Exercise goal:
Pick out each line in these entries that contains the string "collect".

Record excerpts:

..............................

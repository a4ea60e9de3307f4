#[repr(C)]
#[derive(Debug, Clone, Copy)]
pub struct StoreHeader {
    pub magic: [u8; 4],
    pub version: u32,
    pub created_at: i64,
    pub capacity: u64,
    pub channels: u32,
    pub sample_bits: u32,
    pub _reserved: [u8; 32],
}

impl StoreHeader {
    pub const SIZE: usize = 64;
    pub const MAGIC: [u8; 4] = *b"RDAQ";
    pub const VERSION: u32 = 1;
    pub const SAMPLE_BITS: u32 = 32;

    pub fn new(created_at: i64, capacity: u64, channels: u32) -> Self {
        Self {
            magic: Self::MAGIC,
            version: Self::VERSION,
            created_at,
            capacity,
            channels,
            sample_bits: Self::SAMPLE_BITS,
            _reserved: [0; 32],
        }
    }

    #[inline]
    pub fn validate(&self) -> bool {
        self.magic == Self::MAGIC
            && self.version == Self::VERSION
            && self.sample_bits == Self::SAMPLE_BITS
            && self.capacity > 0
            && self.channels > 0
    }
}
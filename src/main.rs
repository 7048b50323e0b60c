use std::{env::current_dir, process::ExitCode};

use log::LevelFilter;
use unjson::{
    build_cli,
    cli::{cli::Cli, filesystem::FileSystem},
};

fn main() -> ExitCode {
    let matches = build_cli().get_matches();

    let level = match matches.get_count("verbose") {
        0 => LevelFilter::Warn,
        1 => LevelFilter::Info,
        2 => LevelFilter::Debug,
        _ => LevelFilter::Trace,
    };
    env_logger::builder()
        .filter_level(level)
        .parse_default_env()
        .init();

    let current_directory = match current_dir() {
        Ok(path) => path,
        Err(e) => {
            eprintln!("Couldn't get current directory: {}", e);
            return ExitCode::FAILURE;
        }
    };

    let filesystem = FileSystem::new(current_directory);
    let result = Cli::from_matches(filesystem, &matches).and_then(|cli| cli.run(&matches));

    match result {
        Ok(message) => {
            println!("{}", message);
            ExitCode::SUCCESS
        }
        Err(e) => {
            eprintln!("{}", e);
            ExitCode::FAILURE
        }
    }
}
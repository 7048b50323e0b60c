use std::fmt;

use crate::{
    parsing::tokenizer::{Arity, Token},
    symbol::symbol::SymbolId,
};

/// A child slot of a [`SymbolNode`].
#[derive(Clone, Debug, PartialEq)]
pub enum Branch {
    Node(Box<SymbolNode>),
    Sequence(Vec<SymbolNode>),
}

impl fmt::Display for Branch {
    fn fmt(&self, f: &mut fmt::Formatter<'_>) -> fmt::Result {
        match self {
            Branch::Node(node) => write!(f, "{}", node),
            Branch::Sequence(nodes) => {
                let inner = nodes
                    .iter()
                    .map(|node| node.to_string())
                    .collect::<Vec<_>>()
                    .join(", ");
                write!(f, "[{}]", inner)
            }
        }
    }
}

/// Parse tree node: the token that produced it plus up to three children.
#[derive(Clone, Debug, PartialEq)]
pub struct SymbolNode {
    token: Token,
    first: Option<Branch>,
    second: Option<Branch>,
    third: Option<Branch>,
}

impl SymbolNode {
    pub fn leaf(token: Token) -> Self {
        SymbolNode {
            token,
            first: None,
            second: None,
            third: None,
        }
    }

    pub fn unary(token: Token, first: SymbolNode) -> Self {
        let mut node = Self::leaf(token);
        node.first = Some(Branch::Node(Box::new(first)));
        node
    }

    pub fn binary(token: Token, left: SymbolNode, right: SymbolNode) -> Self {
        let mut node = Self::unary(token, left);
        node.second = Some(Branch::Node(Box::new(right)));
        node
    }

    pub fn ternary(token: Token, first: SymbolNode, second: SymbolNode, third: SymbolNode) -> Self {
        let mut node = Self::binary(token, first, second);
        node.third = Some(Branch::Node(Box::new(third)));
        node
    }

    pub fn sequence(token: Token, children: Vec<SymbolNode>) -> Self {
        let mut node = Self::leaf(token);
        node.first = Some(Branch::Sequence(children));
        node
    }

    pub fn get_token(&self) -> &Token {
        &self.token
    }

    pub fn get_id(&self) -> &SymbolId {
        self.token.get_id()
    }

    pub fn get_value(&self) -> Option<&str> {
        self.token.get_value()
    }

    pub fn get_first(&self) -> Option<&Branch> {
        self.first.as_ref()
    }

    pub fn get_second(&self) -> Option<&Branch> {
        self.second.as_ref()
    }

    pub fn get_third(&self) -> Option<&Branch> {
        self.third.as_ref()
    }

    /// Children stored as a sequence in the first slot. Empty for any other
    /// shape.
    pub fn get_sequence(&self) -> &[SymbolNode] {
        match &self.first {
            Some(Branch::Sequence(nodes)) => nodes,
            _ => &[],
        }
    }

    pub fn get_depth(&self) -> usize {
        let children = [&self.first, &self.second, &self.third]
            .into_iter()
            .flatten()
            .flat_map(|branch| match branch {
                Branch::Node(node) => vec![node.get_depth()],
                Branch::Sequence(nodes) => nodes.iter().map(|n| n.get_depth()).collect(),
            })
            .max();
        1 + children.unwrap_or(0)
    }
}

impl fmt::Display for SymbolNode {
    fn fmt(&self, f: &mut fmt::Formatter<'_>) -> fmt::Result {
        let value = self.get_value().unwrap_or("");
        match self.token.get_arity() {
            _ if self.get_id().is_end() => write!(f, "(end)"),
            Arity::Name => write!(f, "(name {})", value),
            Arity::Literal => write!(f, "(literal {})", value),
            Arity::Operator => {
                write!(f, "({}", self.get_id())?;
                for branch in [&self.first, &self.second, &self.third].into_iter().flatten() {
                    write!(f, " {}", branch)?;
                }
                write!(f, ")")
            }
        }
    }
}

#[cfg(test)]
mod test_symbol_node {
    use super::*;

    fn literal(value: &str) -> SymbolNode {
        SymbolNode::leaf(Token::new(SymbolId::named("number"), Some(value.into())).as_literal())
    }

    #[test]
    fn test_symbol_node_displays_as_s_expression() {
        let plus = Token::new("+".into(), Some("+".into()));
        let node = SymbolNode::binary(plus, literal("1"), literal("2"));
        assert_eq!(node.to_string(), "(\"+\" (literal 1) (literal 2))");

        let array = Token::new("[".into(), Some("[".into()));
        let node = SymbolNode::sequence(array, vec![literal("1"), literal("2")]);
        assert_eq!(node.to_string(), "(\"[\" [(literal 1), (literal 2)])");

        let end = SymbolNode::leaf(Token::end());
        assert_eq!(end.to_string(), "(end)");
    }

    #[test]
    fn test_symbol_node_gets_sequence() {
        let array = Token::new("[".into(), Some("[".into()));
        let node = SymbolNode::sequence(array.clone(), vec![literal("1")]);
        assert_eq!(node.get_sequence().len(), 1);
        assert_eq!(SymbolNode::leaf(array).get_sequence().len(), 0);
        assert_eq!(literal("3").get_sequence().len(), 0);
    }

    #[test]
    fn test_symbol_node_gets_depth() {
        let plus = Token::new("+".into(), Some("+".into()));
        let inner = SymbolNode::binary(plus.clone(), literal("1"), literal("2"));
        let outer = SymbolNode::binary(plus, inner, literal("3"));
        assert_eq!(literal("1").get_depth(), 1);
        assert_eq!(outer.get_depth(), 3);
    }
}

..............................

Result of the exercise:
                    .collect::<Vec<_>>()
                Branch::Sequence(nodes) => nodes.iter().map(|n| n.get_depth()).collect(),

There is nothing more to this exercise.